'''

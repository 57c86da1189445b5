//! Reader for NOAA RCC-ACIS `StnData` responses.
//!
//! The request asks for `maxt, mint, avgt, avgt departure, hdd, cdd, pcpn,
//! snow, snwd` with `"add": "t"`, so every element after the date is a
//! `[value, time]` pair. Plain string elements are accepted as well.

use crate::day_record::DayRecord;
use crate::error::{QuiltError, Result};
use chrono::NaiveDate;
use log::warn;
use serde_json::Value;
use wq_utils::dates::ISO_FORMAT;

const DATE_INDEX: usize = 0;
const MAX_TEMP_INDEX: usize = 1;
const MIN_TEMP_INDEX: usize = 2;
const PRECIPITATION_INDEX: usize = 7;

/// Inches recorded for a trace (`T`) of precipitation.
pub const TRACE_PRECIPITATION: f64 = 0.01;

/// Result of reading one StnData response.
#[derive(Debug, Clone, PartialEq)]
pub struct AcisImport {
    /// `meta.name`, when the response carries one.
    pub station_name: Option<String>,
    pub records: Vec<DayRecord>,
    /// Rows that could not be read at all.
    pub skipped: usize,
}

/// Parse a StnData JSON body into day records.
///
/// Missing (`M`) and subsequent-report (`S`) values become `None`; the day
/// itself is kept. Rows with a bad date or an unreadable number are skipped
/// and counted.
pub fn parse_stn_data(json: &str) -> Result<AcisImport> {
    let body: Value =
        serde_json::from_str(json).map_err(|e| QuiltError::AcisParse(e.to_string()))?;

    if let Some(error) = body.get("error").and_then(Value::as_str) {
        return Err(QuiltError::AcisParse(format!("service error: {}", error)));
    }

    let rows = body
        .get("data")
        .and_then(Value::as_array)
        .ok_or_else(|| QuiltError::AcisParse("response has no data array".to_string()))?;

    let station_name = body
        .get("meta")
        .and_then(|meta| meta.get("name"))
        .and_then(Value::as_str)
        .map(str::to_string);

    let mut records = Vec::with_capacity(rows.len());
    let mut skipped = 0;
    for (index, row) in rows.iter().enumerate() {
        match parse_row(row) {
            Ok(record) => records.push(record),
            Err(reason) => {
                warn!("Skipping ACIS row {}: {}", index, reason);
                skipped += 1;
            }
        }
    }

    Ok(AcisImport {
        station_name,
        records,
        skipped,
    })
}

fn parse_row(row: &Value) -> std::result::Result<DayRecord, String> {
    let fields = row.as_array().ok_or("row is not an array")?;
    if fields.len() <= PRECIPITATION_INDEX {
        return Err(format!("expected at least {} fields, got {}", PRECIPITATION_INDEX + 1, fields.len()));
    }

    let date_text = fields[DATE_INDEX].as_str().ok_or("date is not a string")?;
    let date = NaiveDate::parse_from_str(date_text, ISO_FORMAT)
        .map_err(|e| format!("bad date '{}': {}", date_text, e))?;

    let max_temp = parse_value(&fields[MAX_TEMP_INDEX], None)?;
    let min_temp = parse_value(&fields[MIN_TEMP_INDEX], None)?;
    let precipitation = parse_value(&fields[PRECIPITATION_INDEX], Some(TRACE_PRECIPITATION))?;

    Ok(DayRecord::new(date, min_temp, max_temp, precipitation))
}

/// Read one element. `trace` is the amount substituted for `T`; elements
/// that have no trace reading reject it.
fn parse_value(field: &Value, trace: Option<f64>) -> std::result::Result<Option<f64>, String> {
    let raw = match field {
        Value::Array(pair) => pair.first().ok_or("empty value pair")?,
        other => other,
    };
    let text = match raw {
        Value::String(s) => s.trim(),
        Value::Number(n) => return Ok(n.as_f64()),
        Value::Null => return Ok(None),
        other => return Err(format!("unexpected value {}", other)),
    };

    match text {
        "" | "M" | "S" => Ok(None),
        "T" => trace.map(Some).ok_or_else(|| "trace flag on a temperature".to_string()),
        _ => {
            let number = text.strip_suffix('A').unwrap_or(text);
            number
                .parse::<f64>()
                .map(Some)
                .map_err(|_| format!("bad number '{}'", text))
        }
    }
}

#[cfg(test)]
mod tests {
    use super::*;

    const RESPONSE: &str = r#"{
        "meta": {"state": "AK", "sids": ["ANCthr 9"], "uid": 32645, "name": "Anchorage Area"},
        "data": [
            ["2024-03-01", ["30", 1700], ["12", 1700], ["21.0", 1700], ["-2.1", 1700], ["44", 1700], ["0", 1700], ["0.00", 1700], ["0.0", 1700], ["10", 1700]],
            ["2024-03-02", ["34", 1700], ["20", 1700], ["27.0", 1700], ["3.9", 1700], ["38", 1700], ["0", 1700], ["T", 1700], ["T", 1700], ["10", 1700]],
            ["2024-03-03", ["M", 1700], ["18", 1700], ["M", 1700], ["M", 1700], ["M", 1700], ["M", 1700], ["0.42A", 1700], ["1.2", 1700], ["11", 1700]],
            ["2024-03-04", ["36", 1700], ["22", 1700], ["29.0", 1700], ["5.8", 1700], ["36", 1700], ["0", 1700], ["S", 1700], ["0.0", 1700], ["11", 1700]]
        ]
    }"#;

    fn date(d: u32) -> NaiveDate {
        NaiveDate::from_ymd_opt(2024, 3, d).unwrap()
    }

    #[test]
    fn test_parse_stn_data() {
        let import = parse_stn_data(RESPONSE).unwrap();
        assert_eq!(import.station_name.as_deref(), Some("Anchorage Area"));
        assert_eq!(import.skipped, 0);
        assert_eq!(
            import.records,
            vec![
                DayRecord::new(date(1), Some(12.0), Some(30.0), Some(0.0)),
                DayRecord::new(date(2), Some(20.0), Some(34.0), Some(TRACE_PRECIPITATION)),
                DayRecord::new(date(3), Some(18.0), None, Some(0.42)),
                DayRecord::new(date(4), Some(22.0), Some(36.0), None),
            ]
        );
    }

    #[test]
    fn test_plain_string_elements() {
        let json = r#"{"data": [["2024-03-05", "40", "25", "32.5", "0", "32", "0", "0.10", "0", "0"]]}"#;
        let import = parse_stn_data(json).unwrap();
        assert_eq!(import.station_name, None);
        assert_eq!(
            import.records,
            vec![DayRecord::new(date(5), Some(25.0), Some(40.0), Some(0.1))]
        );
    }

    #[test]
    fn test_bad_rows_are_skipped() {
        let json = r#"{"data": [
            ["not-a-date", "40", "25", "32.5", "0", "32", "0", "0.10", "0", "0"],
            ["2024-03-06", "forty", "25", "32.5", "0", "32", "0", "0.10", "0", "0"],
            ["2024-03-07", "40", "25"],
            ["2024-03-08", "T", "25", "32.5", "0", "32", "0", "0.10", "0", "0"],
            ["2024-03-09", "41", "26", "33.5", "0", "31", "0", "0.00", "0", "0"]
        ]}"#;
        let import = parse_stn_data(json).unwrap();
        assert_eq!(import.skipped, 4);
        assert_eq!(import.records.len(), 1);
        assert_eq!(import.records[0].date, date(9));
    }

    #[test]
    fn test_service_error_and_malformed_body() {
        assert!(matches!(
            parse_stn_data(r#"{"error": "Unknown sid"}"#),
            Err(QuiltError::AcisParse(msg)) if msg.contains("Unknown sid")
        ));
        assert!(matches!(parse_stn_data(r#"{"meta": {}}"#), Err(QuiltError::AcisParse(_))));
        assert!(parse_stn_data("not json").is_err());
    }
}
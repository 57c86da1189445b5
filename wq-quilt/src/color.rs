//! Piecewise-linear color interpolation over fixed color stops.
//!
//! A [`ColorTable`] holds at least two stops with strictly increasing values.
//! Lookups below the first stop or above the last clamp to the end colors;
//! lookups in between interpolate each RGB channel linearly and round with
//! [`f64::round`] (ties away from zero, which is round-half-up for the
//! non-negative channel values used here).

use crate::error::{QuiltError, Result};
use serde::{Deserialize, Deserializer, Serialize, Serializer};
use std::fmt;
use std::str::FromStr;

/// An sRGB color with 8-bit channels.
///
/// Serializes as a lowercase `#rrggbb` string.
#[derive(Debug, Clone, Copy, PartialEq, Eq, Hash)]
pub struct Rgb {
    pub r: u8,
    pub g: u8,
    pub b: u8,
}

impl Rgb {
    pub const fn new(r: u8, g: u8, b: u8) -> Self {
        Self { r, g, b }
    }

    /// Parse `#rgb` or `#rrggbb` (the leading `#` is optional, case-insensitive).
    pub fn from_hex(hex: &str) -> Result<Self> {
        let digits = hex.trim().trim_start_matches('#');
        if !digits.chars().all(|c| c.is_ascii_hexdigit()) {
            return Err(QuiltError::Configuration(format!("bad hex color '{}'", hex)));
        }
        let expanded: String = match digits.len() {
            3 => digits.chars().flat_map(|c| [c, c]).collect(),
            6 => digits.to_string(),
            _ => {
                return Err(QuiltError::Configuration(format!(
                    "hex color '{}' must have 3 or 6 digits",
                    hex
                )))
            }
        };
        let channel = |range: std::ops::Range<usize>| {
            u8::from_str_radix(&expanded[range], 16)
                .map_err(|_| QuiltError::Configuration(format!("bad hex color '{}'", hex)))
        };
        Ok(Self::new(channel(0..2)?, channel(2..4)?, channel(4..6)?))
    }

    /// Lowercase `#rrggbb`.
    pub fn to_hex(&self) -> String {
        format!("#{:02x}{:02x}{:02x}", self.r, self.g, self.b)
    }

    pub fn channels(&self) -> [u8; 3] {
        [self.r, self.g, self.b]
    }

    /// Per-channel linear blend toward `other`; `factor` 0 yields `self`, 1 yields `other`.
    pub fn lerp(&self, other: &Rgb, factor: f64) -> Rgb {
        Rgb::new(
            lerp_channel(self.r, other.r, factor),
            lerp_channel(self.g, other.g, factor),
            lerp_channel(self.b, other.b, factor),
        )
    }
}

fn lerp_channel(from: u8, to: u8, factor: f64) -> u8 {
    let from = f64::from(from);
    let value = (from + (f64::from(to) - from) * factor).round();
    value.clamp(0.0, 255.0) as u8
}

impl fmt::Display for Rgb {
    fn fmt(&self, f: &mut fmt::Formatter<'_>) -> fmt::Result {
        f.write_str(&self.to_hex())
    }
}

impl FromStr for Rgb {
    type Err = QuiltError;

    fn from_str(s: &str) -> Result<Self> {
        Rgb::from_hex(s)
    }
}

impl Serialize for Rgb {
    fn serialize<S: Serializer>(&self, serializer: S) -> std::result::Result<S::Ok, S::Error> {
        serializer.serialize_str(&self.to_hex())
    }
}

impl<'de> Deserialize<'de> for Rgb {
    fn deserialize<D: Deserializer<'de>>(deserializer: D) -> std::result::Result<Self, D::Error> {
        let hex = String::deserialize(deserializer)?;
        Rgb::from_hex(&hex).map_err(serde::de::Error::custom)
    }
}

/// An anchor point for interpolation.
#[derive(Debug, Clone, Copy, PartialEq, Serialize, Deserialize)]
pub struct ColorStop {
    pub value: f64,
    pub color: Rgb,
}

impl ColorStop {
    pub const fn new(value: f64, color: Rgb) -> Self {
        Self { value, color }
    }
}

/// Ordered color stops, validated once and never mutated afterwards.
#[derive(Debug, Clone, PartialEq)]
pub struct ColorTable {
    stops: Vec<ColorStop>,
}

impl ColorTable {
    /// Build a table from stops sorted by strictly increasing value.
    ///
    /// Fails with [`QuiltError::Configuration`] when there are fewer than two
    /// stops, a value is not finite, or two neighbours are out of order or equal.
    pub fn new(stops: Vec<ColorStop>) -> Result<Self> {
        if stops.len() < 2 {
            return Err(QuiltError::Configuration(format!(
                "a color table needs at least 2 stops, got {}",
                stops.len()
            )));
        }
        if let Some(stop) = stops.iter().find(|s| !s.value.is_finite()) {
            return Err(QuiltError::Configuration(format!(
                "color stop value {} is not finite",
                stop.value
            )));
        }
        if let Some(pair) = stops.windows(2).find(|w| w[0].value >= w[1].value) {
            return Err(QuiltError::Configuration(format!(
                "color stops must be strictly increasing: {} is followed by {}",
                pair[0].value, pair[1].value
            )));
        }
        Ok(Self { stops })
    }

    /// Build a table from `(value, "#rrggbb")` pairs.
    pub fn from_hex_stops(stops: &[(f64, &str)]) -> Result<Self> {
        let stops = stops
            .iter()
            .map(|(value, hex)| Ok(ColorStop::new(*value, Rgb::from_hex(hex)?)))
            .collect::<Result<Vec<_>>>()?;
        Self::new(stops)
    }

    pub fn stops(&self) -> &[ColorStop] {
        &self.stops
    }

    /// Values of the first and last stop.
    pub fn domain(&self) -> (f64, f64) {
        (self.first().value, self.last().value)
    }

    fn first(&self) -> &ColorStop {
        &self.stops[0]
    }

    fn last(&self) -> &ColorStop {
        &self.stops[self.stops.len() - 1]
    }

    /// Clamped interpolation. Returns `None` only for NaN.
    pub fn interpolate(&self, value: f64) -> Option<Rgb> {
        if value.is_nan() {
            return None;
        }
        let (first, last) = (self.first(), self.last());
        if value <= first.value {
            return Some(first.color);
        }
        if value >= last.value {
            return Some(last.color);
        }
        // index of the first stop above `value`; always in 1..len since value is inside the domain
        let upper = self.stops.partition_point(|stop| stop.value <= value);
        let lo = &self.stops[upper - 1];
        let hi = &self.stops[upper];
        let factor = (value - lo.value) / (hi.value - lo.value);
        Some(lo.color.lerp(&hi.color, factor))
    }
}

/// A color table paired with the color shown for absent measurements.
#[derive(Debug, Clone, PartialEq)]
pub struct ColorScale {
    table: ColorTable,
    missing: Rgb,
}

impl ColorScale {
    pub fn new(table: ColorTable, missing: Rgb) -> Self {
        Self { table, missing }
    }

    /// Color for a measurement; absent (or NaN) values get the missing color.
    pub fn color_at(&self, value: Option<f64>) -> Rgb {
        value
            .and_then(|v| self.table.interpolate(v))
            .unwrap_or(self.missing)
    }

    pub fn table(&self) -> &ColorTable {
        &self.table
    }

    pub fn missing_color(&self) -> Rgb {
        self.missing
    }

    pub fn domain(&self) -> (f64, f64) {
        self.table.domain()
    }
}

'''

Problem statement => Having found the line that contains "return None;", set down that line and all the rest through the end of the records, exactly.

Your solution =>
            return None;
        }
        let (first, last) = (self.first(), self.last());
        if value <= first.value {
            return Some(first.color);
        }
        if value >= last.value {
            return Some(last.color);
        }
        // index of the first stop above `value`; always in 1..len since value is inside the domain
        let upper = self.stops.partition_point(|stop| stop.value <= value);
        let lo = &self.stops[upper - 1];
        let hi = &self.stops[upper];
        let factor = (value - lo.value) / (hi.value - lo.value);
        Some(lo.color.lerp(&hi.color, factor))
    }
}

/// A color table paired with the color shown for absent measurements.
#[derive(Debug, Clone, PartialEq)]
pub struct ColorScale {
    table: ColorTable,
    missing: Rgb,
}

impl ColorScale {
    pub fn new(table: ColorTable, missing: Rgb) -> Self {
        Self { table, missing }
    }

    /// Color for a measurement; absent (or NaN) values get the missing color.
    pub fn color_at(&self, value: Option<f64>) -> Rgb {
        value
            .and_then(|v| self.table.interpolate(v))
            .unwrap_or(self.missing)
    }

    pub fn table(&self) -> &ColorTable {
        &self.table
    }

    pub fn missing_color(&self) -> Rgb {
        self.missing
    }

    pub fn domain(&self) -> (f64, f64) {
        self.table.domain()
    }
}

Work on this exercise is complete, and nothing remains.